Sec. 60.769 Specifications for active collection systems.

(a) Each owner or operator seeking to comply with Sec. 60.762(b)(2)(i) shall site active collection wells, horizontal collectors, surface collectors, or other extraction devices at a sufficient density throughout all gas producing areas using the following procedures unless alternative procedures have been approved by the Administrator as provided in Sec. 60.762(b)(2)(i)(C) and (D):

(1) The collection devices within the interior and along the perimeter areas shall be certified to achieve comprehensive control of surface gas emissions by a professional engineer. The following issues shall be addressed in the design: depths of refuse, refuse gas generation rates and flow characteristics, cover properties, gas system expandability, leachate and condensate management, accessibility, compatibility with filling operations, integration with closure end use, air intrusion control, corrosion resistance, fill settlement, and resistance to the refuse decomposition heat.

(2) The sufficient density of gas collection devices determined in paragraph (a)(1) of this section shall address landfill gas migration issues and augmentation of the collection system through the use of active or passive systems at the landfill perimeter or exterior.

(3) The placement of gas collection devices determined in paragraph (a)(1) of this section shall control all gas producing areas, except as provided by paragraphs (a)(3)(i) and (a)(3)(ii) of this section.

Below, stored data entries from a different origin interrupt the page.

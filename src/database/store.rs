use async_trait::async_trait;
use chrono::{DateTime, SecondsFormat, Utc};
use serde_json::{Map, Value};
use thiserror::Error;
use uuid::Uuid;

use crate::filter::ListQuery;

/// Fields owned by the store; never accepted from request bodies
pub const SYSTEM_FIELDS: &[&str] = &["id", "createdAt", "updatedAt"];

/// Errors from a DocumentStore
#[derive(Debug, Error)]
pub enum StoreError {
    #[error("Missing configuration: {0}")]
    ConfigMissing(&'static str),

    #[error("Invalid database URL")]
    InvalidDatabaseUrl,

    #[error(transparent)]
    Sqlx(#[from] sqlx::Error),
}

/// A stored JSON document with store-assigned metadata
#[derive(Debug, Clone, PartialEq)]
pub struct Document {
    pub id: Uuid,
    pub body: Map<String, Value>,
    pub created_at: DateTime<Utc>,
    pub updated_at: DateTime<Utc>,
}

impl Document {
    /// Wire format: body fields plus `id`, `createdAt`, `updatedAt`
    pub fn to_json(&self) -> Value {
        let mut obj = self.body.clone();
        obj.insert("id".into(), Value::String(self.id.to_string()));
        obj.insert(
            "createdAt".into(),
            Value::String(self.created_at.to_rfc3339_opts(SecondsFormat::Millis, true)),
        );
        obj.insert(
            "updatedAt".into(),
            Value::String(self.updated_at.to_rfc3339_opts(SecondsFormat::Millis, true)),
        );
        Value::Object(obj)
    }
}

/// One page of a list query
#[derive(Debug, Clone, Default)]
pub struct Page {
    pub items: Vec<Document>,
    /// Matching documents across all pages
    pub total: u64,
}

/// Drop store-owned keys from a client supplied body
pub fn strip_system_fields(body: &mut Map<String, Value>) {
    for field in SYSTEM_FIELDS {
        body.remove(*field);
    }
}

/// Document database collaborator. Collections are created on first write.
#[async_trait]
pub trait DocumentStore: Send + Sync {
    /// Cheap connectivity check used by /health
    async fn ping(&self) -> Result<(), StoreError>;

    /// Newest first, filtered by `query.predicates`
    async fn list(&self, collection: &str, query: &ListQuery) -> Result<Page, StoreError>;

    async fn get(&self, collection: &str, id: Uuid) -> Result<Option<Document>, StoreError>;

    async fn insert(&self, collection: &str, body: Map<String, Value>) -> Result<Document, StoreError>;

    /// Shallow merge of `patch` into the stored body
    async fn update(
        &self,
        collection: &str,
        id: Uuid,
        patch: Map<String, Value>,
    ) -> Result<Option<Document>, StoreError>;

    /// `true` if a document was removed
    async fn delete(&self, collection: &str, id: Uuid) -> Result<bool, StoreError>;
}
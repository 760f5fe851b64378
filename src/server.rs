use std::sync::Arc;

use axum::{
    http::{HeaderValue, Method, Uri},
    routing::{get, post},
    Router,
};
use serde_json::{json, Value};
use tower_http::{
    cors::{Any, CorsLayer},
    trace::TraceLayer,
};

use crate::config::AppConfig;
use crate::database::DocumentStore;
use crate::error::ApiError;
use crate::handlers;
use crate::middleware::{ApiResponse, ApiResult};
use crate::types::Resource;

/// Shared, read-only state cloned into every handler
#[derive(Clone)]
pub struct AppState {
    pub config: Arc<AppConfig>,
    pub store: Arc<dyn DocumentStore>,
}

impl AppState {
    pub fn new(config: AppConfig, store: Arc<dyn DocumentStore>) -> Self {
        Self {
            config: Arc::new(config),
            store,
        }
    }
}

pub fn app(state: AppState) -> Router {
    let cors = cors_layer(&state.config);

    Router::new()
        // Public
        .route("/", get(root).fallback(method_not_allowed))
        .route("/health", get(handlers::health::health).fallback(method_not_allowed))
        .merge(auth_routes())
        .merge(delivery_routes())
        .merge(resource_routes())
        .fallback(no_route)
        // Global middleware
        .layer(cors)
        .layer(TraceLayer::new_for_http())
        .with_state(state)
}

fn auth_routes() -> Router<AppState> {
    Router::new().route(
        "/api/auth/whoami",
        get(handlers::auth::whoami).fallback(method_not_allowed),
    )
}

fn delivery_routes() -> Router<AppState> {
    use handlers::delivery;

    Router::new()
        // Non-delivery resources answer 404
        .route(
            "/api/:resource/:id/cancel",
            post(delivery::cancel).fallback(method_not_allowed),
        )
        .route(
            "/api/:resource/:id/complete",
            post(delivery::complete).fallback(method_not_allowed),
        )
}

fn resource_routes() -> Router<AppState> {
    use handlers::resource;

    Router::new()
        // Collection-level operations
        .route(
            "/api/:resource",
            get(resource::list)
                .post(resource::create)
                .fallback(method_not_allowed),
        )
        // Document-level operations
        .route(
            "/api/:resource/:id",
            get(resource::show)
                .put(resource::update)
                .delete(resource::delete)
                .fallback(method_not_allowed),
        )
}

/// Permissive when no origins are configured
fn cors_layer(config: &AppConfig) -> CorsLayer {
    let origins: Vec<HeaderValue> = config
        .security
        .cors_origins
        .iter()
        .filter_map(|o| match HeaderValue::from_str(o) {
            Ok(v) => Some(v),
            Err(_) => {
                tracing::warn!("Ignoring invalid CORS origin: {}", o);
                None
            }
        })
        .collect();

    if origins.is_empty() {
        return CorsLayer::permissive();
    }
    CorsLayer::new()
        .allow_origin(origins)
        .allow_methods([Method::GET, Method::POST, Method::PUT, Method::DELETE])
        .allow_headers(Any)
}

async fn no_route(method: Method, uri: Uri) -> ApiError {
    ApiError::not_found(format!("No route for {} {}", method, uri.path()))
}

async fn method_not_allowed(method: Method, uri: Uri) -> ApiError {
    ApiError::method_not_allowed(format!("Method {} not allowed on {}", method, uri.path()))
}

async fn root() -> ApiResult<Value> {
    let resources: Vec<&str> = Resource::ALL.iter().map(|r| r.slug()).collect();

    Ok(ApiResponse::success(
        json!({
            "name": "BizOps API",
            "version": env!("CARGO_PKG_VERSION"),
            "resources": resources,
            "endpoints": {
                "health": "/health (public)",
                "list": "GET /api/:resource?page=&limit=&lowStock=&critical=&search=",
                "document": "GET|PUT|DELETE /api/:resource/:id",
                "create": "POST /api/:resource",
                "deliveries": "POST /api/deliveries/:id/cancel, POST /api/deliveries/:id/complete",
                "session": "GET /api/auth/whoami",
            }
        }),
        "BizOps API",
    ))
}
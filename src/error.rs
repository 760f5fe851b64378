// HTTP API Error Types
use axum::{
    extract::rejection::{BytesRejection, JsonRejection, PathRejection},
    http::StatusCode,
    response::IntoResponse,
};

use crate::database::StoreError;
use crate::middleware::ApiResponse;
use crate::types::UnknownResource;

/// HTTP API error with appropriate status codes and client-friendly messages
#[derive(Debug)]
pub enum ApiError {
    // 400 Bad Request
    BadRequest(String),

    // 404 Not Found
    NotFound(String),

    // 405 Method Not Allowed
    MethodNotAllowed(String),

    // 413 Payload Too Large
    PayloadTooLarge(String),

    // 500 Internal Server Error
    InternalServerError(String),
}

impl ApiError {
    /// Get HTTP status code
    pub fn status_code(&self) -> StatusCode {
        match self {
            ApiError::BadRequest(_) => StatusCode::BAD_REQUEST,
            ApiError::NotFound(_) => StatusCode::NOT_FOUND,
            ApiError::MethodNotAllowed(_) => StatusCode::METHOD_NOT_ALLOWED,
            ApiError::PayloadTooLarge(_) => StatusCode::PAYLOAD_TOO_LARGE,
            ApiError::InternalServerError(_) => StatusCode::INTERNAL_SERVER_ERROR,
        }
    }

    /// Get client-safe error message
    pub fn message(&self) -> &str {
        match self {
            ApiError::BadRequest(msg) => msg,
            ApiError::NotFound(msg) => msg,
            ApiError::MethodNotAllowed(msg) => msg,
            ApiError::PayloadTooLarge(msg) => msg,
            ApiError::InternalServerError(msg) => msg,
        }
    }

    pub fn bad_request(message: impl Into<String>) -> Self {
        ApiError::BadRequest(message.into())
    }

    pub fn not_found(message: impl Into<String>) -> Self {
        ApiError::NotFound(message.into())
    }

    pub fn method_not_allowed(message: impl Into<String>) -> Self {
        ApiError::MethodNotAllowed(message.into())
    }

    pub fn internal_server_error(message: impl Into<String>) -> Self {
        ApiError::InternalServerError(message.into())
    }

    /// Map an extractor rejection onto the variant for its status
    fn from_rejection(status: StatusCode, text: String) -> Self {
        match status {
            StatusCode::PAYLOAD_TOO_LARGE => ApiError::PayloadTooLarge(text),
            s if s.is_server_error() => {
                tracing::error!("Extractor failure: {}", text);
                ApiError::internal_server_error("An error occurred while processing your request")
            }
            _ => ApiError::BadRequest(text),
        }
    }
}

impl From<PathRejection> for ApiError {
    fn from(rejection: PathRejection) -> Self {
        ApiError::from_rejection(rejection.status(), rejection.body_text())
    }
}

impl From<JsonRejection> for ApiError {
    fn from(rejection: JsonRejection) -> Self {
        ApiError::from_rejection(rejection.status(), rejection.body_text())
    }
}

impl From<BytesRejection> for ApiError {
    fn from(rejection: BytesRejection) -> Self {
        ApiError::from_rejection(rejection.status(), rejection.body_text())
    }
}

impl From<StoreError> for ApiError {
    fn from(err: StoreError) -> Self {
        // Log the real error but return generic message
        tracing::error!("Store error: {}", err);
        ApiError::internal_server_error("An error occurred while processing your request")
    }
}

impl From<UnknownResource> for ApiError {
    fn from(err: UnknownResource) -> Self {
        ApiError::not_found(format!("Unknown resource '{}'", err.0))
    }
}

impl std::fmt::Display for ApiError {
    fn fmt(&self, f: &mut std::fmt::Formatter<'_>) -> std::fmt::Result {
        write!(f, "{}", self.message())
    }
}

impl std::error::Error for ApiError {}

// Automatic HTTP response conversion for Axum
impl IntoResponse for ApiError {
    fn into_response(self) -> axum::response::Response {
        let status = self.status_code();
        ApiResponse::failure(self.message())
            .with_status(status)
            .into_response()
    }
}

(i) Any segregated area of asbestos or nondegradable material may be excluded from collection if documented as provided under Sec. 60.768(d). The

Page 41843

documentation shall provide the nature, date of deposition, location and amount of asbestos or nondegradable material deposited in the area, and shall be provided to the Administrator upon request.

(ii) Any nonproductive area of the landfill may be excluded from control, provided that the total of all excluded areas can be shown to contribute less than 1 percent of the total amount of NMOC emissions from the landfill. The amount, location, and age of the material shall be documented and provided to the Administrator upon request. A separate NMOC emissions estimate shall be made for each section proposed for exclusion, and the sum of all such sections shall be compared to the NMOC emissions estimate for the entire landfill.

(A) The NMOC emissions from each section proposed for exclusion shall be computed using the following equation:

Qi = 2 k LoMi(e - \kt\i) (CNMOC) (3.6 x 10-9)

Where:

Qi = NMOC emission rate from the i\th\ section, megagrams per year.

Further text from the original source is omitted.